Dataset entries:
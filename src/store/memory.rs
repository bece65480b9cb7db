//! In-process backend
//!
//! Mirrors the Postgres schema's constraints (unique keys, restrict/cascade foreign keys,
//! conditional stock updates) under a single lock. Used when no `DATABASE_URL` is configured
//! and by the test suite.

use async_trait::async_trait;
use chrono::{DateTime, Utc};
use parking_lot::Mutex;
use std::collections::HashSet;
use uuid::Uuid;

use super::{AddressStore, CartItem, CartStore, CatalogStore, OrderStore, SavedAddress, StoreError, StoreResult};
use crate::domain::aggregates::{Attribute, AttributeOption, AttributeWithOptions, Cart, CartLine, Category, Order, OrderDraft, OrderItem, OrderStatus, Product, ProductDraft, ProductFilter, Sku, SkuSnapshot};
use crate::domain::value_objects::{Address, ImageRef, Quantity, Slug};

#[derive(Default)]
struct Tables {
    categories: Vec<Category>,
    products: Vec<Product>,
    product_categories: Vec<(Uuid, Uuid)>,
    attributes: Vec<Attribute>,
    options: Vec<AttributeOption>,
    skus: Vec<Sku>,
    carts: Vec<(Uuid, Uuid)>,
    cart_items: Vec<CartItem>,
    orders: Vec<Order>,
    order_items: Vec<OrderItem>,
    addresses: Vec<SavedAddress>,
    processed_webhooks: HashSet<String>,
    #[cfg(test)]
    fail_checkout_completion: bool,
}

impl Tables {
    fn check_product_refs(&self, draft: &ProductDraft) -> StoreResult<()> {
        if let Some(missing) = draft.category_ids.iter().find(|id| !self.categories.iter().any(|c| c.id == **id)) {
            return Err(StoreError::ForeignKeyViolation(format!("category {missing} does not exist")));
        }
        let options = draft.skus.iter().flat_map(|s| s.option_ids.iter());
        for id in options {
            if !self.options.iter().any(|o| o.id == *id) {
                return Err(StoreError::ForeignKeyViolation(format!("attribute option {id} does not exist")));
            }
        }
        Ok(())
    }

    fn check_slug_free(&self, slug: &Slug, except: Option<Uuid>) -> StoreResult<()> {
        if self.products.iter().any(|p| p.slug == slug.as_str() && Some(p.id) != except) {
            return Err(StoreError::UniqueViolation(format!("product slug '{slug}' already exists")));
        }
        Ok(())
    }

    fn write_product_links(&mut self, product_id: Uuid, draft: &ProductDraft) {
        let mut seen = HashSet::new();
        for cat in &draft.category_ids {
            if seen.insert(*cat) { self.product_categories.push((product_id, *cat)); }
        }
        for sku in &draft.skus {
            let mut seen = HashSet::new();
            let option_ids: Vec<Uuid> = sku.option_ids.iter().copied().filter(|id| seen.insert(*id)).collect();
            self.skus.push(Sku { id: Uuid::now_v7(), product_id, price: sku.price, stock: sku.stock, option_ids });
        }
    }

    fn remove_skus_of(&mut self, product_id: Uuid) {
        let removed: HashSet<Uuid> = self.skus.iter().filter(|s| s.product_id == product_id).map(|s| s.id).collect();
        self.skus.retain(|s| s.product_id != product_id);
        self.cart_items.retain(|ci| !removed.contains(&ci.sku_id));
        for item in self.order_items.iter_mut() {
            if item.sku_id.is_some_and(|id| removed.contains(&id)) { item.sku_id = None; }
        }
    }

    fn option_in_use(&self, option_id: Uuid) -> bool { self.skus.iter().any(|s| s.option_ids.contains(&option_id)) }

    fn snapshot(&self, sku_id: Uuid) -> Option<SkuSnapshot> {
        let sku = self.skus.iter().find(|s| s.id == sku_id)?;
        let product = self.products.iter().find(|p| p.id == sku.product_id && p.active)?;
        let mut labelled: Vec<(&str, &str)> = sku.option_ids.iter().filter_map(|oid| {
            let opt = self.options.iter().find(|o| o.id == *oid)?;
            let attr = self.attributes.iter().find(|a| a.id == opt.attribute_id)?;
            Some((attr.name.as_str(), opt.value.as_str()))
        }).collect();
        labelled.sort_by(|a, b| a.0.cmp(b.0));
        Some(SkuSnapshot {
            sku_id: sku.id,
            product_id: product.id,
            product_name: product.name.clone(),
            product_slug: product.slug.clone(),
            base_price: product.base_price,
            override_price: sku.price,
            options: labelled.into_iter().map(|(_, v)| v.to_string()).collect(),
            image: product.images.first().cloned(),
        })
    }

    fn cart_of(&self, user_id: Uuid) -> Option<Uuid> { self.carts.iter().find(|(_, u)| *u == user_id).map(|(id, _)| *id) }
}

/// Lock-guarded tables; no lock is ever held across an `.await`.
#[derive(Default)]
pub struct MemoryStore { tables: Mutex<Tables> }

impl MemoryStore {
    pub fn new() -> Self { Self::default() }

    /// Makes every later `complete_checkout` fail as if the database were gone.
    #[cfg(test)]
    pub(crate) fn fail_checkout_completion(&self) { self.tables.lock().fail_checkout_completion = true; }
}

fn now() -> DateTime<Utc> { Utc::now() }

#[async_trait]
impl CatalogStore for MemoryStore {
    async fn list_categories(&self) -> StoreResult<Vec<Category>> {
        let mut cats = self.tables.lock().categories.clone();
        cats.sort_by(|a, b| a.name.cmp(&b.name));
        Ok(cats)
    }

    async fn insert_category(&self, name: &str, slug: &Slug) -> StoreResult<Category> {
        let mut t = self.tables.lock();
        if t.categories.iter().any(|c| c.slug == slug.as_str()) {
            return Err(StoreError::UniqueViolation(format!("category slug '{slug}' already exists")));
        }
        let cat = Category { id: Uuid::now_v7(), name: name.to_string(), slug: slug.to_string(), created_at: now() };
        t.categories.push(cat.clone());
        Ok(cat)
    }

    async fn update_category(&self, id: Uuid, name: &str, slug: &Slug) -> StoreResult<Category> {
        let mut t = self.tables.lock();
        if t.categories.iter().any(|c| c.slug == slug.as_str() && c.id != id) {
            return Err(StoreError::UniqueViolation(format!("category slug '{slug}' already exists")));
        }
        let cat = t.categories.iter_mut().find(|c| c.id == id).ok_or(StoreError::NotFound("Category"))?;
        cat.name = name.to_string();
        cat.slug = slug.to_string();
        Ok(cat.clone())
    }

    async fn delete_category(&self, id: Uuid) -> StoreResult<()> {
        let mut t = self.tables.lock();
        if !t.categories.iter().any(|c| c.id == id) { return Err(StoreError::NotFound("Category")); }
        if t.product_categories.iter().any(|(_, c)| *c == id) {
            return Err(StoreError::ForeignKeyViolation(format!("category {id} is referenced by product_categories")));
        }
        t.categories.retain(|c| c.id != id);
        Ok(())
    }

    async fn list_attributes(&self) -> StoreResult<Vec<AttributeWithOptions>> {
        let t = self.tables.lock();
        let mut attrs: Vec<AttributeWithOptions> = t.attributes.iter().map(|a| {
            let mut options: Vec<AttributeOption> = t.options.iter().filter(|o| o.attribute_id == a.id).cloned().collect();
            options.sort_by(|x, y| x.value.cmp(&y.value));
            AttributeWithOptions { attribute: a.clone(), options }
        }).collect();
        attrs.sort_by(|a, b| a.attribute.name.cmp(&b.attribute.name));
        Ok(attrs)
    }

    async fn insert_attribute(&self, name: &str) -> StoreResult<Attribute> {
        let attr = Attribute { id: Uuid::now_v7(), name: name.to_string() };
        self.tables.lock().attributes.push(attr.clone());
        Ok(attr)
    }

    async fn rename_attribute(&self, id: Uuid, name: &str) -> StoreResult<Attribute> {
        let mut t = self.tables.lock();
        let attr = t.attributes.iter_mut().find(|a| a.id == id).ok_or(StoreError::NotFound("Attribute"))?;
        attr.name = name.to_string();
        Ok(attr.clone())
    }

    async fn delete_attribute(&self, id: Uuid) -> StoreResult<()> {
        let mut t = self.tables.lock();
        if !t.attributes.iter().any(|a| a.id == id) { return Err(StoreError::NotFound("Attribute")); }
        if t.options.iter().any(|o| o.attribute_id == id && t.option_in_use(o.id)) {
            return Err(StoreError::ForeignKeyViolation(format!("options of attribute {id} are referenced by sku_options")));
        }
        t.options.retain(|o| o.attribute_id != id);
        t.attributes.retain(|a| a.id != id);
        Ok(())
    }

    async fn insert_attribute_option(&self, attribute_id: Uuid, value: &str) -> StoreResult<AttributeOption> {
        let mut t = self.tables.lock();
        if !t.attributes.iter().any(|a| a.id == attribute_id) {
            return Err(StoreError::ForeignKeyViolation(format!("attribute {attribute_id} does not exist")));
        }
        if t.options.iter().any(|o| o.attribute_id == attribute_id && o.value == value) {
            return Err(StoreError::UniqueViolation(format!("option '{value}' already exists")));
        }
        let opt = AttributeOption { id: Uuid::now_v7(), attribute_id, value: value.to_string() };
        t.options.push(opt.clone());
        Ok(opt)
    }

    async fn delete_attribute_option(&self, id: Uuid) -> StoreResult<()> {
        let mut t = self.tables.lock();
        if !t.options.iter().any(|o| o.id == id) { return Err(StoreError::NotFound("Attribute option")); }
        if t.option_in_use(id) {
            return Err(StoreError::ForeignKeyViolation(format!("option {id} is referenced by sku_options")));
        }
        t.options.retain(|o| o.id != id);
        Ok(())
    }

    async fn insert_product(&self, draft: &ProductDraft) -> StoreResult<Product> {
        let mut t = self.tables.lock();
        t.check_slug_free(&draft.slug, None)?;
        t.check_product_refs(draft)?;
        let product = Product {
            id: Uuid::now_v7(), name: draft.name.clone(), slug: draft.slug.to_string(), description: draft.description.clone(),
            base_price: draft.base_price, images: vec![], active: draft.active, created_at: now(),
        };
        t.products.push(product.clone());
        t.write_product_links(product.id, draft);
        Ok(product)
    }

    async fn replace_product(&self, id: Uuid, draft: &ProductDraft) -> StoreResult<Product> {
        let mut t = self.tables.lock();
        if !t.products.iter().any(|p| p.id == id) { return Err(StoreError::NotFound("Product")); }
        t.check_slug_free(&draft.slug, Some(id))?;
        t.check_product_refs(draft)?;
        t.product_categories.retain(|(p, _)| *p != id);
        t.remove_skus_of(id);
        t.write_product_links(id, draft);
        let product = t.products.iter_mut().find(|p| p.id == id).ok_or(StoreError::NotFound("Product"))?;
        product.name = draft.name.clone();
        product.slug = draft.slug.to_string();
        product.description = draft.description.clone();
        product.base_price = draft.base_price;
        product.active = draft.active;
        Ok(product.clone())
    }

    async fn get_product(&self, id: Uuid) -> StoreResult<Option<Product>> {
        Ok(self.tables.lock().products.iter().find(|p| p.id == id).cloned())
    }

    async fn find_product_by_slug(&self, slug: &str) -> StoreResult<Option<Product>> {
        Ok(self.tables.lock().products.iter().find(|p| p.slug == slug).cloned())
    }

    async fn list_products(&self, filter: &ProductFilter) -> StoreResult<Vec<Product>> {
        let t = self.tables.lock();
        let mut products: Vec<Product> = t.products.iter().filter(|p| {
            let cats: Vec<Category> = t.product_categories.iter().filter(|(pid, _)| *pid == p.id)
                .filter_map(|(_, cid)| t.categories.iter().find(|c| c.id == *cid).cloned()).collect();
            filter.matches(p, &cats)
        }).cloned().collect();
        products.sort_by(|a, b| b.created_at.cmp(&a.created_at).then(b.id.cmp(&a.id)));
        Ok(products)
    }

    async fn product_categories(&self, product_id: Uuid) -> StoreResult<Vec<Category>> {
        let t = self.tables.lock();
        let mut cats: Vec<Category> = t.product_categories.iter().filter(|(p, _)| *p == product_id)
            .filter_map(|(_, c)| t.categories.iter().find(|x| x.id == *c).cloned()).collect();
        cats.sort_by(|a, b| a.name.cmp(&b.name));
        Ok(cats)
    }

    async fn product_skus(&self, product_id: Uuid) -> StoreResult<Vec<Sku>> {
        Ok(self.tables.lock().skus.iter().filter(|s| s.product_id == product_id).cloned().collect())
    }

    async fn set_product_images(&self, id: Uuid, images: &[ImageRef]) -> StoreResult<()> {
        let mut t = self.tables.lock();
        let product = t.products.iter_mut().find(|p| p.id == id).ok_or(StoreError::NotFound("Product"))?;
        product.images = images.to_vec();
        Ok(())
    }

    async fn decrement_stock(&self, sku_id: Uuid, quantity: Quantity) -> StoreResult<i32> {
        let mut t = self.tables.lock();
        let sku = t.skus.iter_mut().find(|s| s.id == sku_id).ok_or(StoreError::NotFound("SKU"))?;
        let qty = i32::try_from(quantity.value()).map_err(|_| StoreError::InsufficientStock(sku_id))?;
        if sku.stock < qty { return Err(StoreError::InsufficientStock(sku_id)); }
        sku.stock -= qty;
        Ok(sku.stock)
    }
}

**ASSIGNMENT:**
Please print exactly what appears from the first line of the data through the line with "the test suite.", including both of those lines and nothing past them.

**FINISHED EXERCISE:**
filename src/store/memory.rs
repository bece65480b9cb7db
//! In-process backend
//!
//! Mirrors the Postgres schema's constraints (unique keys, restrict/cascade foreign keys,
//! conditional stock updates) under a single lock. Used when no `DATABASE_URL` is configured
//! and by the test suite.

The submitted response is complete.